Ah, the modern age of warfare and the bizarre introduction of armored tanks rolling across the battlefields of France.
It’s the most peculiar thing, as tanks were really never visualised in such a way and as such many strangely designed tanks and armored vehicles came into fruition from the very start and also from the middle-ages of tank history.
The Russians were exceptional in their ability to produce strangely designed tanks and they produced quite a few:
Progvev-T Gasdynamic Tank Trawler
The jet tank
You’re probably thinking, “What purpose does this tank serve?” Well, it was a tank that literally blasted away at mines. That big laser-esque cannon on top of the body of the tank is a jet engine. The jet engine played the role in blasting away at mines from safe distances, although it never really came to this sort of use and would probably have a better role at clearing ice/snow.
It was conceived in the Soviet Union-era and was not really effective in its role and was quickly retired. Looking like something out of a sci-fi movie. The concept was simple to imagine. Take a jet engine and use the considerable heat and blast effect to clear and disable mines. Easy right? The Soviets tried to do just that with the Progvev-T…
The only problem with the design is the size of the tank and noise generated do not make it a stealthy at all. Additionally, weighing in at 37 tons, it is not light, and would have found it difficult to get to areas with rough terrain. The MiG-15 engine also used a lot of fuel. The T-55 hull could take the weight with no problem however. It just was an easy target and no assurance that every mine would be cleared.

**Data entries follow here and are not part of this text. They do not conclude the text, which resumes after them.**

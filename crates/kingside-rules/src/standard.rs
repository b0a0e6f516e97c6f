//! Standard chess, backed by the `chess` crate.
//!
//! The `chess` crate's `Board` knows about check, mate, and stalemate, but
//! not about history. [`ChessPosition`] pairs the board with the hashes of
//! every position reached so far, which is what repetition detection needs.

use std::str::FromStr;

use chess::{Board, BoardStatus, ChessMove, MoveGen, Piece, Square};
use kingside_protocol::{Color, MoveRequest};

use crate::{RulesEngine, RulesError, Terminal};

/// A board plus the Zobrist hashes of every position in the game so far,
/// including the current one.
#[derive(Debug, Clone)]
pub struct ChessPosition {
    board: Board,
    history: Vec<u64>,
}

impl ChessPosition {
    fn start(board: Board) -> Self {
        Self {
            history: vec![board.get_hash()],
            board,
        }
    }

    /// The underlying board.
    pub fn board(&self) -> &Board {
        &self.board
    }

    /// How many times the current position has occurred.
    pub fn occurrences(&self) -> usize {
        let current = self.board.get_hash();
        self.history.iter().filter(|h| **h == current).count()
    }
}

/// The standard chess rules engine.
#[derive(Debug, Clone, Copy, Default)]
pub struct StandardChess;

impl StandardChess {
    /// Starts a game from an arbitrary FEN instead of the initial position.
    /// Mostly useful for tests and puzzles.
    ///
    /// # Errors
    /// Returns [`RulesError::InvalidPosition`] if the FEN doesn't parse.
    pub fn position_from_fen(&self, fen: &str) -> Result<ChessPosition, RulesError> {
        let board = Board::from_str(fen)
            .map_err(|e| RulesError::InvalidPosition(format!("{e:?}")))?;
        Ok(ChessPosition::start(board))
    }
}

impl RulesEngine for StandardChess {
    type Position = ChessPosition;

    fn initial_position(&self) -> ChessPosition {
        ChessPosition::start(Board::default())
    }

    fn side_to_move(&self, position: &ChessPosition) -> Color {
        match position.board.side_to_move() {
            chess::Color::White => Color::White,
            chess::Color::Black => Color::Black,
        }
    }

    fn legal_moves(&self, position: &ChessPosition) -> Vec<MoveRequest> {
        MoveGen::new_legal(&position.board)
            .map(|m| MoveRequest {
                from: m.get_source().to_string(),
                to: m.get_dest().to_string(),
                promotion: m.get_promotion().map(piece_char),
            })
            .collect()
    }

    fn apply(
        &self,
        position: &ChessPosition,
        mv: &MoveRequest,
    ) -> Result<ChessPosition, RulesError> {
        let chess_move = parse_move(mv)?;
        if !position.board.legal(chess_move) {
            return Err(RulesError::IllegalMove(mv.uci()));
        }

        let board = position.board.make_move_new(chess_move);
        let mut history = position.history.clone();
        history.push(board.get_hash());
        Ok(ChessPosition { board, history })
    }

    fn terminal_status(&self, position: &ChessPosition) -> Option<Terminal> {
        match position.board.status() {
            BoardStatus::Checkmate => Some(Terminal::Checkmate),
            BoardStatus::Stalemate => Some(Terminal::Stalemate),
            BoardStatus::Ongoing if position.occurrences() >= 3 => {
                Some(Terminal::ThreefoldRepetition)
            }
            BoardStatus::Ongoing if insufficient_material(&position.board) => {
                Some(Terminal::InsufficientMaterial)
            }
            BoardStatus::Ongoing => None,
        }
    }

    fn render(&self, position: &ChessPosition) -> String {
        position.board.to_string()
    }
}

fn parse_move(mv: &MoveRequest) -> Result<ChessMove, RulesError> {
    let square = |text: &str| {
        Square::from_str(&text.to_ascii_lowercase())
            .map_err(|_| RulesError::MalformedMove(format!("bad square {text:?}")))
    };
    let promotion = match mv.promotion.map(|c| c.to_ascii_lowercase()) {
        None => None,
        Some('q') => Some(Piece::Queen),
        Some('r') => Some(Piece::Rook),
        Some('b') => Some(Piece::Bishop),
        Some('n') => Some(Piece::Knight),
        Some(other) => {
            return Err(RulesError::MalformedMove(format!(
                "bad promotion piece {other:?}"
            )));
        }
    };
    Ok(ChessMove::new(square(&mv.from)?, square(&mv.to)?, promotion))
}

fn piece_char(piece: Piece) -> char {
    match piece {
        Piece::Pawn => 'p',
        Piece::Knight => 'n',
        Piece::Bishop => 'b',
        Piece::Rook => 'r',
        Piece::Queen => 'q',
        Piece::King => 'k',
    }
}

/// Bare kings, a single minor piece, or bishops that all stand on one
/// square color.
fn insufficient_material(board: &Board) -> bool {
    let heavy = *board.pieces(Piece::Pawn)
        | *board.pieces(Piece::Rook)
        | *board.pieces(Piece::Queen);
    if heavy.popcnt() > 0 {
        return false;
    }

    let knights = *board.pieces(Piece::Knight);
    let bishops = *board.pieces(Piece::Bishop);
    if knights.popcnt() + bishops.popcnt() <= 1 {
        return true;
    }
    if knights.popcnt() > 0 {
        return false;
    }

    let mut shades = bishops
        .map(|sq| (sq.get_rank().to_index() + sq.get_file().to_index()) % 2);
    match shades.next() {
        Some(first) => shades.all(|shade| shade == first),
        None => true,
    }
}

#[cfg(test)]
mod tests {
    use super::*;

    fn play(engine: &StandardChess, moves: &[&str]) -> ChessPosition {
        let mut pos = engine.initial_position();
        for uci in moves {
            let req = MoveRequest::from_uci(uci).unwrap();
            pos = engine
                .apply(&pos, &req)
                .unwrap_or_else(|e| panic!("{uci} should apply: {e}"));
        }
        pos
    }

    #[test]
    fn test_initial_position_has_twenty_moves_white_to_move() {
        let engine = StandardChess;
        let pos = engine.initial_position();
        assert_eq!(engine.legal_moves(&pos).len(), 20);
        assert_eq!(engine.side_to_move(&pos), Color::White);
        assert!(engine
            .render(&pos)
            .starts_with("rnbqkbnr/pppppppp/8/8/8/8/PPPPPPPP/RNBQKBNR w"));
        assert_eq!(engine.terminal_status(&pos), None);
    }

    #[test]
    fn test_apply_legal_move_flips_side_and_keeps_original() {
        let engine = StandardChess;
        let start = engine.initial_position();
        let next = engine.apply(&start, &MoveRequest::new("e2", "e4")).unwrap();

        assert_eq!(engine.side_to_move(&next), Color::Black);
        assert_eq!(engine.side_to_move(&start), Color::White, "apply must not mutate");
    }

    #[test]
    fn test_apply_illegal_move_rejected() {
        let engine = StandardChess;
        let start = engine.initial_position();
        let result = engine.apply(&start, &MoveRequest::new("e2", "e5"));
        assert!(matches!(result, Err(RulesError::IllegalMove(m)) if m == "e2e5"));
    }

    #[test]
    fn test_apply_malformed_square_rejected() {
        let engine = StandardChess;
        let start = engine.initial_position();
        let result = engine.apply(&start, &MoveRequest::new("z9", "e4"));
        assert!(matches!(result, Err(RulesError::MalformedMove(_))));
    }

    #[test]
    fn test_fools_mate_is_checkmate() {
        let engine = StandardChess;
        let pos = play(&engine, &["f2f3", "e7e5", "g2g4", "d8h4"]);
        assert_eq!(engine.terminal_status(&pos), Some(Terminal::Checkmate));
        assert!(engine.legal_moves(&pos).is_empty());
    }

    #[test]
    fn test_stalemate_detected() {
        let engine = StandardChess;
        let pos = engine
            .position_from_fen("7k/5Q2/6K1/8/8/8/8/8 b - - 0 1")
            .unwrap();
        assert_eq!(engine.terminal_status(&pos), Some(Terminal::Stalemate));
    }

    #[test]
    fn test_threefold_repetition_after_knight_shuffle() {
        let engine = StandardChess;
        let shuffle = ["g1f3", "g8f6", "f3g1", "f6g8"];

        let twice = play(&engine, &shuffle);
        assert_eq!(twice.occurrences(), 2);
        assert_eq!(engine.terminal_status(&twice), None);

        let thrice: Vec<&str> = shuffle.iter().chain(shuffle.iter()).copied().collect();
        let pos = play(&engine, &thrice);
        assert_eq!(
            engine.terminal_status(&pos),
            Some(Terminal::ThreefoldRepetition)
        );
    }

    #[test]
    fn test_bare_kings_are_insufficient_material() {
        let engine = StandardChess;
        let pos = engine.position_from_fen("8/8/4k3/8/8/4K3/8/8 w - - 0 1").unwrap();
        assert_eq!(
            engine.terminal_status(&pos),
            Some(Terminal::InsufficientMaterial)
        );
    }

    #[test]
    fn test_same_colored_bishops_are_insufficient_material() {
        let engine = StandardChess;
        let same = engine
            .position_from_fen("8/8/4k3/8/8/b3K3/8/2B5 w - - 0 1")
            .unwrap();
        assert_eq!(
            engine.terminal_status(&same),
            Some(Terminal::InsufficientMaterial)
        );

        let opposite = engine
            .position_from_fen("8/8/4k3/8/8/1b2K3/8/2B5 w - - 0 1")
            .unwrap();
        assert_eq!(engine.terminal_status(&opposite), None);
    }

    #[test]
    fn test_promotion_requires_piece() {
        let engine = StandardChess;
        let pos = engine.position_from_fen("8/P6k/8/8/8/8/8/K7 w - - 0 1").unwrap();

        assert!(engine.apply(&pos, &MoveRequest::new("a7", "a8")).is_err());
        let promoted = engine
            .apply(&pos, &MoveRequest::new("a7", "a8").promoting('q'))
            .unwrap();
        assert!(engine.render(&promoted).starts_with("Q6k/"));
    }

    #[test]
    fn test_legal_moves_report_promotions() {
        let engine = StandardChess;
        let pos = engine.position_from_fen("8/P6k/8/8/8/8/8/K7 w - - 0 1").unwrap();
        let promos: Vec<_> = engine
            .legal_moves(&pos)
            .into_iter()
            .filter(|m| m.from == "a7")
            .map(|m| m.uci())
            .collect();
        assert_eq!(promos.len(), 4);
        assert!(promos.contains(&"a7a8q".to_string()));
        assert!(promos.contains(&"a7a8n".to_string()));
    }

    #[test]
    fn test_replay_matches_incremental_play() {
        use chrono::Utc;
        use kingside_protocol::Move;

        let engine = StandardChess;
        let moves = ["e2e4", "e7e5", "g1f3", "b8c6"];
        let incremental = play(&engine, &moves);

        let log: Vec<Move> = moves
            .iter()
            .enumerate()
            .map(|(i, uci)| {
                let req = MoveRequest::from_uci(uci).unwrap();
                Move {
                    ply: i as u32 + 1,
                    color: if i % 2 == 0 { Color::White } else { Color::Black },
                    from: req.from,
                    to: req.to,
                    promotion: None,
                    algebraic: uci.to_string(),
                    applied_at: Utc::now(),
                }
            })
            .collect();
        let replayed = engine.replay(&log).unwrap();
        assert_eq!(engine.render(&replayed), engine.render(&incremental));
    }
}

This was simply a good idea that did not work out. Even if modified to take two MiG-21 engines. This time the idea was to use the force of the engine’s blast to knock out oil well fires. It was marginally more effective than in the mine clearing role.
- Width of trawling – 10-12 m
- Speed ??of trawling – 1 … 3 km / h
- The reliability of trawling – 99%
- Continuous operation time – 2.5 hours
The tricycle tank
The Tsar Tank was an experimental tank by the then “Russian Empire” during 1914-1915 and was never used during conflicts. After all, this vehicle would likely be taken out by artillery, considering the size and the weak wheels attached in a tricycle designed layout. It’s job was probably scaring the living day lights out of the defending forces.
2B1 Oka Tank
The 55 tonne self-propelled behemoth
The 2B1 Oka tank. Arguably the longest barreled self-propelled gun to be ever be conceived in armored vehicle history. Armed with 1 x 420mm main barreled gun, the 2B1 Oka tank’s purpose was to provide long range fire of 45km to target deep into enemy territory. Powered by a single v12 engine with 700 horse power this 55 tonne self-propelled super-cannon crawled at extremely slow speeds and was eventually cancelled in the 1960s. There’s also rumor that this self-propelled cannon behemoth could actually only fire once and then it would break.
Antonov A-40 Krylya Tanka
The flying tank
The Russians are people who try not to limit themselves when it comes to crazy ideas and they came up with an actual tank that could fly or essentially they added wings to a tank. However, the idea was not as stupid as you’d think. The tank had wings to glide onto the battlefield with its crewman all inside – ready to support its paratroop comrades on the battlefield. The prototype of this flying tank came into fruition in 1942, but was cancelled as the idea became unworkable. – Apparently they didn’t have sufficient aircraft that could tow the ‘Antonov A-40’ at speeds of over 99mph. Whilst it would be quite amazing to see, it just isn’t workable. Nowadays we either airlift armored vehicles by C-130 cargo planes or via Chinook helicopters. I doubt we’ll see any country trying to replicate this idea, as “we have the technology” – to quote the Six Million Dollar Man.
Soviet-era tanks seem to be everywhere and trying to do everything. The Hurricane, T-55 (Firefighting tank [1991-1993]) is part of the legacy of the Soviet T-55s built to almost 100,000 tanks between the T-54/55 and then deployed across the territories of the Soviet Union.
The Hurricane firefighting vehicle uses an engine from a MiG-21 to blow water mist over a fire. Using the ‘aerosol deposition method’, it functions by spraying out water at very high speeds. Water is delivered via the exhaust of the jet engine and has a range of over 100m.